Tract by Thomas Browne

Musaeum Clausum (Latin for Sealed Museum), also known as Bibliotheca abscondita (Secret Library in Latin), is a tract written by Sir Thomas Browne which was first published posthumously in 1684. The tract contains short sentence descriptions of supposed, rumoured or lost books, pictures, and objects. The subtitle describes the tract as an inventory of remarkable books, antiquities, pictures and rarities of several kinds, scarce or never seen by any man now living. Its date is unknown: however, an event from the year 1673 is cited.
== Influence from Rabelais ==
Like his Pseudodoxia Epidemica, Musaeum Clausum is a catalogue of doubts and queries, only this time, in a style which anticipates the 20th-century Argentinian short-story writer Jorge Luis Borges, who once declared: "To write vast books is a laborious nonsense; much better is to offer a summary as if those books actually existed."

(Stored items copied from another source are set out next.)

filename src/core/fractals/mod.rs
pub mod mandelbrot;
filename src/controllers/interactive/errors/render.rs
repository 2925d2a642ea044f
use crate::core::util::pixel_to_complex_coords::PixelToComplexCoordsError;
use std::error::Error;
use std::fmt;

#[derive(Debug, Clone, Copy, PartialEq)]
pub enum RenderError {
    Algorithm(PixelToComplexCoordsError),
}

impl fmt::Display for RenderError {
    fn fmt(&self, f: &mut fmt::Formatter<'_>) -> fmt::Result {
        match self {
            Self::Algorithm(e) => write!(f, "algorithm error: {}", e),
        }
    }
}

impl Error for RenderError {
    fn source(&self) -> Option<&(dyn Error + 'static)> {
        match self {
            Self::Algorithm(e) => Some(e),
        }
    }
}

impl From<PixelToComplexCoordsError> for RenderError {
    fn from(error: PixelToComplexCoordsError) -> Self {
        Self::Algorithm(error)
    }
}
use crate::core::data::complex::Complex;
use crate::core::data::viewport::Viewport;

/// Time-parameterised value of a single coordinate, `t` in `[0, 1]`.
#[derive(Debug, Clone, Copy, PartialEq)]
pub enum Homotopy {
    Constant(f64),
    Linear { start: f64, end: f64 },
}

impl Homotopy {
    #[must_use]
    pub fn at(&self, t: f64) -> f64 {
        match *self {
            Self::Constant(value) => value,
            // exact at both ends: start*1 + end*0 and start*0 + end*1
            Self::Linear { start, end } => start * (1.0 - t) + end * t,
        }
    }
}

/// One homotopy per corner coordinate of a viewport.
#[derive(Debug, Clone, Copy, PartialEq)]
pub struct ViewportHomotopy {
    upper_left_real: Homotopy,
    upper_left_imag: Homotopy,
    lower_right_real: Homotopy,
    lower_right_imag: Homotopy,
}

impl ViewportHomotopy {
    #[must_use]
    pub fn constant(viewport: Viewport) -> Self {
        let upper_left = viewport.upper_left();
        let lower_right = viewport.lower_right();

        Self {
            upper_left_real: Homotopy::Constant(upper_left.real),
            upper_left_imag: Homotopy::Constant(upper_left.imag),
            lower_right_real: Homotopy::Constant(lower_right.real),
            lower_right_imag: Homotopy::Constant(lower_right.imag),
        }
    }

    #[must_use]
    pub fn linear(start: Viewport, end: Viewport) -> Self {
        let linear = |start: f64, end: f64| Homotopy::Linear { start, end };

        Self {
            upper_left_real: linear(start.upper_left().real, end.upper_left().real),
            upper_left_imag: linear(start.upper_left().imag, end.upper_left().imag),
            lower_right_real: linear(start.lower_right().real, end.lower_right().real),
            lower_right_imag: linear(start.lower_right().imag, end.lower_right().imag),
        }
    }

    #[must_use]
    pub fn at(&self, t: f64) -> Viewport {
        Viewport::from_corners(
            Complex::new(self.upper_left_real.at(t), self.upper_left_imag.at(t)),
            Complex::new(self.lower_right_real.at(t), self.lower_right_imag.at(t)),
        )
    }
}

#[cfg(test)]
mod tests {
    use super::*;

    fn start() -> Viewport {
        Viewport::default()
    }

    fn target() -> Viewport {
        Viewport::new(
            Complex::new(-0.7436438870371587 - 0.1, 0.1318259042053119 + 0.0666),
            Complex::new(-0.7436438870371587 + 0.1, 0.1318259042053119 - 0.0666),
        )
        .unwrap()
    }

    #[test]
    fn constant_ignores_t() {
        let homotopy = Homotopy::Constant(0.3);

        assert_eq!(homotopy.at(0.0), 0.3);
        assert_eq!(homotopy.at(0.5), 0.3);
        assert_eq!(homotopy.at(1.0), 0.3);
    }

    #[test]
    fn linear_interpolates_midpoint() {
        let homotopy = Homotopy::Linear {
            start: -2.0,
            end: 1.0,
        };

        assert_eq!(homotopy.at(0.5), -0.5);
    }

    #[test]
    fn linear_endpoints_are_exact() {
        let samples = [0.1, -1.7436438870371587, 1e-300, 3.0e12, -0.0];

        for start in samples {
            for end in samples {
                let homotopy = Homotopy::Linear { start, end };
                assert_eq!(homotopy.at(0.0), start);
                assert_eq!(homotopy.at(1.0), end);
            }
        }
    }

    #[test]
    fn viewport_homotopy_endpoints_are_exact() {
        let homotopy = ViewportHomotopy::linear(start(), target());

        assert_eq!(homotopy.at(0.0), start());
        assert_eq!(homotopy.at(1.0), target());
    }

    #[test]
    fn constant_viewport_homotopy_returns_current_value() {
        let homotopy = ViewportHomotopy::constant(target());

        assert_eq!(homotopy.at(0.0), target());
        assert_eq!(homotopy.at(0.42), target());
        assert_eq!(homotopy.at(1.0), target());
    }

    #[test]
    fn corners_interpolate_independently() {
        let homotopy = ViewportHomotopy::linear(start(), target());
        let halfway = homotopy.at(0.5);

        assert_eq!(
            halfway.upper_left().real,
            (start().upper_left().real + target().upper_left().real) / 2.0
        );
        assert_eq!(
            halfway.lower_right().imag,
            (start().lower_right().imag + target().lower_right().imag) / 2.0
        );
    }
}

Browne however was not the first author to engage in such fantasy. The French author Rabelais, in his epic Gargantua and Pantagruel, also penned a list of imaginary and often obscene book titles in his "Library of Pantagruel", an inventory which Browne himself alludes to in his Religio Medici.
== Connections to the antiquarian collections ==

As the 17th-century Scientific Revolution progressed the popularity and growth of antiquarian collections, those claiming to house highly improbable items grew. Browne was an avid collector of antiquities and natural specimens, possessing a supposed unicorn's horn, presented to him by Arthur Dee. Browne's eldest son Edward visited the famous scholar Athanasius Kircher, founder of the Museo Kircherano at Rome in 1667, whose exhibits included an engine for attempting perpetual motion and a speaking head, which Kircher called his Oraculum Delphinium. He wrote to his father of his visit to the Jesuit priest's "closet of rarities".

== Reception ==
The sheer volume of book-titles, pictures and objects listed in Musaeum Clausum is testimony to Browne's fertile imagination. However, his major editors, Simon Wilkin in the nineteenth century (1834) and Sir Geoffrey Keynes in the twentieth (1924), summarily dismissed it. Keynes considered its humour too erudite and "not to everyone's taste".
== Status as a parody ==
Browne's miscellaneous tract may also be read as a parody of the rising trend of private museum collections with their curios of doubtful origin, and perhaps also of publications such as the so-called Museum Hermeticum (1678), one of the last great anthologies of alchemical literature, with their divulging of near common-place alchemical concepts and symbols.